(Source material Opens)
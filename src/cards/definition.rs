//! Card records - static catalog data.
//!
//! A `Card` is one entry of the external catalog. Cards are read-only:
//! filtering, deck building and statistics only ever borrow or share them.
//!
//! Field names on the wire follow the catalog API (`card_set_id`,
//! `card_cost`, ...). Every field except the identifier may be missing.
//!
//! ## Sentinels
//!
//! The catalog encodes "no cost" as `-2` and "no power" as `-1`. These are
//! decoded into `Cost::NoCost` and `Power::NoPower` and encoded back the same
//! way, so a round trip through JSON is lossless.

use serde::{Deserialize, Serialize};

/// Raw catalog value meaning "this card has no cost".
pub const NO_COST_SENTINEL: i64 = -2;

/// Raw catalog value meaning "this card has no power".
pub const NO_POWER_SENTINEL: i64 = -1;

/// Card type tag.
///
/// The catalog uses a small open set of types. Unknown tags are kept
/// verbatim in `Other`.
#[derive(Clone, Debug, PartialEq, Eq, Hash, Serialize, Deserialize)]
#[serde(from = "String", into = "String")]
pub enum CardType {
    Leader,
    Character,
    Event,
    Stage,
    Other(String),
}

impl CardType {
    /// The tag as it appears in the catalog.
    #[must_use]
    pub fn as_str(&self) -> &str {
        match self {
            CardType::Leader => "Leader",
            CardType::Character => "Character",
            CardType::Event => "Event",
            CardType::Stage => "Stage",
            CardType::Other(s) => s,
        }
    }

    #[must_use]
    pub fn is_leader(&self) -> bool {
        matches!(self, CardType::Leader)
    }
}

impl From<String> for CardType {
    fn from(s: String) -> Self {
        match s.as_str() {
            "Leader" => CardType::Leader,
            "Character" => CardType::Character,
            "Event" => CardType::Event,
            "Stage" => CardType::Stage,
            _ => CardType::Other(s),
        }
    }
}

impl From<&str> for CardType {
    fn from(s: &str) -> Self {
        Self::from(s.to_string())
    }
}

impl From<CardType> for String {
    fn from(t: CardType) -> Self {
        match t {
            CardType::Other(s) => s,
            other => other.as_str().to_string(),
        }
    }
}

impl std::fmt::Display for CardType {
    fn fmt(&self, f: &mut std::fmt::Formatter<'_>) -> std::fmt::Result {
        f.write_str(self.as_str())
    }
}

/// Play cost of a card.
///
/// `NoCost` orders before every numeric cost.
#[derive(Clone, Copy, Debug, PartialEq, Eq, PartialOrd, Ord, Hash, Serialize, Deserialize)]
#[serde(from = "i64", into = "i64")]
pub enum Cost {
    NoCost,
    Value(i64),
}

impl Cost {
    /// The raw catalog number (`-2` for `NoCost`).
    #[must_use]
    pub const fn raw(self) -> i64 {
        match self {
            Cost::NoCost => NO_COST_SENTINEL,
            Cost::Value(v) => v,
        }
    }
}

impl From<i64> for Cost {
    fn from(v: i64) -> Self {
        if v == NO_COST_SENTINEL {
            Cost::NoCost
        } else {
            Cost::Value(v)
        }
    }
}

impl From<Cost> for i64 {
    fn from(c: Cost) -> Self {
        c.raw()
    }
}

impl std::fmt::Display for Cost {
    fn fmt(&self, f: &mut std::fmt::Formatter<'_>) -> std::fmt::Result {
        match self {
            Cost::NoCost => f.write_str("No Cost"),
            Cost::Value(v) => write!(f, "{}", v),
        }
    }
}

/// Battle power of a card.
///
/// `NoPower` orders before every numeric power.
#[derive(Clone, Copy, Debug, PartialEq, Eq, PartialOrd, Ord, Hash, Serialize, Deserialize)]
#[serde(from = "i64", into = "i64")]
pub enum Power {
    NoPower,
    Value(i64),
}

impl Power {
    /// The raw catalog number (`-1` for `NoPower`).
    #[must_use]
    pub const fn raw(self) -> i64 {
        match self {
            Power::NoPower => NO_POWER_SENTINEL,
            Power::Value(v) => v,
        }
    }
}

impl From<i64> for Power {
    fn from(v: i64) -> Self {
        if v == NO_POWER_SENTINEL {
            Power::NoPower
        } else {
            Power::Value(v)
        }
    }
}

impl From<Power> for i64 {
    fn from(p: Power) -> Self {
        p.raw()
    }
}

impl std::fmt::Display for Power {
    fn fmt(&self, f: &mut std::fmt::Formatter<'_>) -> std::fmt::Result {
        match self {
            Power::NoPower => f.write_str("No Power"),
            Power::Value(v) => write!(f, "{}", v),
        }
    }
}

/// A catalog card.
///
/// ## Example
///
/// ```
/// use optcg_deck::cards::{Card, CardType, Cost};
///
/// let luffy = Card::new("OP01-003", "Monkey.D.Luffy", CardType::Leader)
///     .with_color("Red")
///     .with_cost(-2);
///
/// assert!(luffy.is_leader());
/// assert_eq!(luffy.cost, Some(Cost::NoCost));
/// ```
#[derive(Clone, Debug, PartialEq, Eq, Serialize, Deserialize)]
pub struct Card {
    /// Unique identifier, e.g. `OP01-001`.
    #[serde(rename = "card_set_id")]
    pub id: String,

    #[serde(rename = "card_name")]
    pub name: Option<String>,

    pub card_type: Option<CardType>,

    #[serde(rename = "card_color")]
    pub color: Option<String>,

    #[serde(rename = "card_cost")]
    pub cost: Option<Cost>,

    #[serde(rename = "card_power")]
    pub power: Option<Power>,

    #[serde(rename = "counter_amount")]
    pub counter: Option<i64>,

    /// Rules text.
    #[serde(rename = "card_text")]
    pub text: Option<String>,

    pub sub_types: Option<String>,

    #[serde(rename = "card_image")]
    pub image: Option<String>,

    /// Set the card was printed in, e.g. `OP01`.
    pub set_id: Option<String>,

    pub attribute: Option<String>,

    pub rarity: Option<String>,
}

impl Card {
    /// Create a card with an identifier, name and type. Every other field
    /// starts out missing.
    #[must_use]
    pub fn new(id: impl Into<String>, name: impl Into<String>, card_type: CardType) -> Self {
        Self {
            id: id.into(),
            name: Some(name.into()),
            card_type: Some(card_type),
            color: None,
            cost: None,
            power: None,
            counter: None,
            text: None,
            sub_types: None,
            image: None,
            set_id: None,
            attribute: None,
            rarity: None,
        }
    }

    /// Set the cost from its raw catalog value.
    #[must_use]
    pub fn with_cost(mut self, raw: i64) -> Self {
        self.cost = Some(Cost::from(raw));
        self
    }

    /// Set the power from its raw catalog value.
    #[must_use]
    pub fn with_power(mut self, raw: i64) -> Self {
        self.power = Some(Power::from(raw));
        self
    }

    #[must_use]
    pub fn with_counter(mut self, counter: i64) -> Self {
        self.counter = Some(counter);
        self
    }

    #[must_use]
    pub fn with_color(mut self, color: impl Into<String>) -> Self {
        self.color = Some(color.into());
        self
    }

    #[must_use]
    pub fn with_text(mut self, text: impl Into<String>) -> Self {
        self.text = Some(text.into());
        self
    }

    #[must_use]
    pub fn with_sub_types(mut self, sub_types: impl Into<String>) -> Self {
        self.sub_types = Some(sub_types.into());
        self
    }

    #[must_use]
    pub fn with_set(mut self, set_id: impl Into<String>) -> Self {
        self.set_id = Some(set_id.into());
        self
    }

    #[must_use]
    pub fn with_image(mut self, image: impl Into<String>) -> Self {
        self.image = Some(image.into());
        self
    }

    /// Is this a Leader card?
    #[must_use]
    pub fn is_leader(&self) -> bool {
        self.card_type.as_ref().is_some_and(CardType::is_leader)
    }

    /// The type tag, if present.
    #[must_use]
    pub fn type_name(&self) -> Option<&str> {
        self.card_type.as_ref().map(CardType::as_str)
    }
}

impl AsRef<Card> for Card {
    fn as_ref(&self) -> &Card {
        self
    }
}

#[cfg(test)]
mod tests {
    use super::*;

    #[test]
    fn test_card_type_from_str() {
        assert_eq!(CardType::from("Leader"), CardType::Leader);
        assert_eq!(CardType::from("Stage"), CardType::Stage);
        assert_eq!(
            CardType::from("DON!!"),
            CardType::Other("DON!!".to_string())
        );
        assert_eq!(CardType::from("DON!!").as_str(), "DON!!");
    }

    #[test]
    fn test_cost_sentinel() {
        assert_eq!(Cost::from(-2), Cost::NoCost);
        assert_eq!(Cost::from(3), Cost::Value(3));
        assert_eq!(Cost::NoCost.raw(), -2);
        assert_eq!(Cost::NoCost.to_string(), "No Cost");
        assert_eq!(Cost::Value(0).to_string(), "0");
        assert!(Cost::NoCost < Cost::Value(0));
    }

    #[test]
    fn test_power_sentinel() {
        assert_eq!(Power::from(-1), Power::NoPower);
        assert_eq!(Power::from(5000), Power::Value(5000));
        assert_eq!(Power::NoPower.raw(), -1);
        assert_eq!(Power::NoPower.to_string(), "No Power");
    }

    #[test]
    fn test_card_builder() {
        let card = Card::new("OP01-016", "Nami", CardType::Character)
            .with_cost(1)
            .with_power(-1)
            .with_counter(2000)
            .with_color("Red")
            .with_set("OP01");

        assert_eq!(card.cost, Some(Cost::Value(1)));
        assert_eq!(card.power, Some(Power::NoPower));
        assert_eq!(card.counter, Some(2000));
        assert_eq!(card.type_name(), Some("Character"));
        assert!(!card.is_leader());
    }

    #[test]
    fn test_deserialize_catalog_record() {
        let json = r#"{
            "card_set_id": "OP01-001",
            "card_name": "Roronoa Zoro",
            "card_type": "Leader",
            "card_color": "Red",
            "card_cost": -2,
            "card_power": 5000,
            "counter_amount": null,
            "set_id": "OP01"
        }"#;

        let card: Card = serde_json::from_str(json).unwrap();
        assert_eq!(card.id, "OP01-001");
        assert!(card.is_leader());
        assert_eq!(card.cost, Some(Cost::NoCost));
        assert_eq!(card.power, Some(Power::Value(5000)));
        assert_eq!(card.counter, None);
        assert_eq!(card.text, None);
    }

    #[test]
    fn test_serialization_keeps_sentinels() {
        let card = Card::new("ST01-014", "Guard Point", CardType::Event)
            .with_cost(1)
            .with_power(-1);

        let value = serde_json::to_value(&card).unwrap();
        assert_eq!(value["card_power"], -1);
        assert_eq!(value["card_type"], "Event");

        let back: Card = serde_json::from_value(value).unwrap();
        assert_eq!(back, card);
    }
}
(Source material Closes)
(Source material Opens)
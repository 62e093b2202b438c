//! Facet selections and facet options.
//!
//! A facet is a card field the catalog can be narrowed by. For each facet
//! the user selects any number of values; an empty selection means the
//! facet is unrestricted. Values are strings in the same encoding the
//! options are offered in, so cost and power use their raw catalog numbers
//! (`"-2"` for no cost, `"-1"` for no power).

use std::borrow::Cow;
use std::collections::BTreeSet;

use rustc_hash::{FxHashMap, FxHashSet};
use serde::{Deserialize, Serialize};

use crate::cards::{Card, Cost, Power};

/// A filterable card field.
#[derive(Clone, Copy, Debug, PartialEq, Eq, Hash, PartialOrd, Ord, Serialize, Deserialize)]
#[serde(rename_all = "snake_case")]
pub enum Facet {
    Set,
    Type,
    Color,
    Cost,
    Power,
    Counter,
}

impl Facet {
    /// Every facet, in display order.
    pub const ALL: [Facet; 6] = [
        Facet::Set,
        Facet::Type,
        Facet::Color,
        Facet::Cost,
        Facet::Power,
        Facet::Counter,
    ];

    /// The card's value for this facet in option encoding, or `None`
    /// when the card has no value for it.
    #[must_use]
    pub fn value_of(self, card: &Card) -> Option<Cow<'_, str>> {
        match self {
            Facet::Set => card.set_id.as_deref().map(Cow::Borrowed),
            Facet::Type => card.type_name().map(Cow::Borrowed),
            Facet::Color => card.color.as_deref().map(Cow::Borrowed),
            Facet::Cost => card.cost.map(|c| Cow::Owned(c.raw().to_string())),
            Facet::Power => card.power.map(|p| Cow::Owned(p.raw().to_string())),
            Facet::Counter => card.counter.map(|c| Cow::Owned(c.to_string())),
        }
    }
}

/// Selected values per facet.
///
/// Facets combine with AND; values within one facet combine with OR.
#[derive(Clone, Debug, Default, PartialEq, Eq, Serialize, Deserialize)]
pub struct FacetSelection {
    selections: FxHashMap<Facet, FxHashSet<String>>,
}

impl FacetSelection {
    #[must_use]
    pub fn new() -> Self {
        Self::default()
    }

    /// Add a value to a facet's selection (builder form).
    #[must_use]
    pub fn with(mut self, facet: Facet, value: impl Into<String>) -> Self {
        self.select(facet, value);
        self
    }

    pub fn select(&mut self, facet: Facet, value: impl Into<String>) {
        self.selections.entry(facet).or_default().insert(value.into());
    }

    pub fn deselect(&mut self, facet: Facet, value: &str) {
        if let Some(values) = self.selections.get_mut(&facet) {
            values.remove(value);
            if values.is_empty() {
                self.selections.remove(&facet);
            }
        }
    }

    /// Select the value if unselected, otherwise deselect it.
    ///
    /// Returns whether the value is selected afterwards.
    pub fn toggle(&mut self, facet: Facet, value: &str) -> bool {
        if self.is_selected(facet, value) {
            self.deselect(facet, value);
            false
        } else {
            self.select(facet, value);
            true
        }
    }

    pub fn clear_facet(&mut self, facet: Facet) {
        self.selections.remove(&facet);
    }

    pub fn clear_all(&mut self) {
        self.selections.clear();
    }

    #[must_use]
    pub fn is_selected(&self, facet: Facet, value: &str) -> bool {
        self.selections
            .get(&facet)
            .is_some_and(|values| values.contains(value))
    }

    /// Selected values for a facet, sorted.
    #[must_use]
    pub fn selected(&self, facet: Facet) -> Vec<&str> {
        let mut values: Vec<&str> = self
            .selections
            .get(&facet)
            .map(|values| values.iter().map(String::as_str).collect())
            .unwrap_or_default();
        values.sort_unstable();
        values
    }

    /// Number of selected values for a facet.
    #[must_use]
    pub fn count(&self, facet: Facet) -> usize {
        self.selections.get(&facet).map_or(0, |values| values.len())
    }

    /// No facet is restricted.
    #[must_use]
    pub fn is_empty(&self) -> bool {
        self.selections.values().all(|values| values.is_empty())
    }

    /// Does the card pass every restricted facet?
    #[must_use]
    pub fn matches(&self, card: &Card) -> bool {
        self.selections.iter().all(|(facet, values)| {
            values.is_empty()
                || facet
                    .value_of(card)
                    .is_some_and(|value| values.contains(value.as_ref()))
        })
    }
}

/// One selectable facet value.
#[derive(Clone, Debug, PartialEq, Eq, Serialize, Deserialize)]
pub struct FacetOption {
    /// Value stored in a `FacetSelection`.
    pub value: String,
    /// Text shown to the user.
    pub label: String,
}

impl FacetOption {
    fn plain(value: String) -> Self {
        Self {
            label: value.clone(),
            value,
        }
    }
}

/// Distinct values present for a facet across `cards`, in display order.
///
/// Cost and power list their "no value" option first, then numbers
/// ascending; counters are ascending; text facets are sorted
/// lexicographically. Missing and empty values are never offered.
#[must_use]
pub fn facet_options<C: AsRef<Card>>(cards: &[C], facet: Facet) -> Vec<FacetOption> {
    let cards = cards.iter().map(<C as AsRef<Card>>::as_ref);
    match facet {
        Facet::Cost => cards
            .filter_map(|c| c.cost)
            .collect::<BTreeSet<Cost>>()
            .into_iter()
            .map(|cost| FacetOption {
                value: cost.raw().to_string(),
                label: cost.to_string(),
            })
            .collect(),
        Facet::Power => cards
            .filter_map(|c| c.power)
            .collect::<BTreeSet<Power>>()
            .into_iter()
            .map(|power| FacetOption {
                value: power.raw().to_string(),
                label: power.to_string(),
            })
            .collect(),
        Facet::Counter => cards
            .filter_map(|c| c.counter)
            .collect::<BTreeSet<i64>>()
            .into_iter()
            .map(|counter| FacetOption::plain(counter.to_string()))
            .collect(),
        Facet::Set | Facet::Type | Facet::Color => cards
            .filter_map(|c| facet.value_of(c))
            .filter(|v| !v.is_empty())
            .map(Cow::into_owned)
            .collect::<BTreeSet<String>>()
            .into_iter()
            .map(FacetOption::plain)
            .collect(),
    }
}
(Source material Closes)
In the listing above, find the line with "fn from(t: CardType)" and the line with "every numeric cost.", then print exactly those lines and every line between them.

    fn from(t: CardType) -> Self {
        match t {
            CardType::Other(s) => s,
            other => other.as_str().to_string(),
        }
    }
}

impl std::fmt::Display for CardType {
    fn fmt(&self, f: &mut std::fmt::Formatter<'_>) -> std::fmt::Result {
        f.write_str(self.as_str())
    }
}

/// Play cost of a card.
///
/// `NoCost` orders before every numeric cost.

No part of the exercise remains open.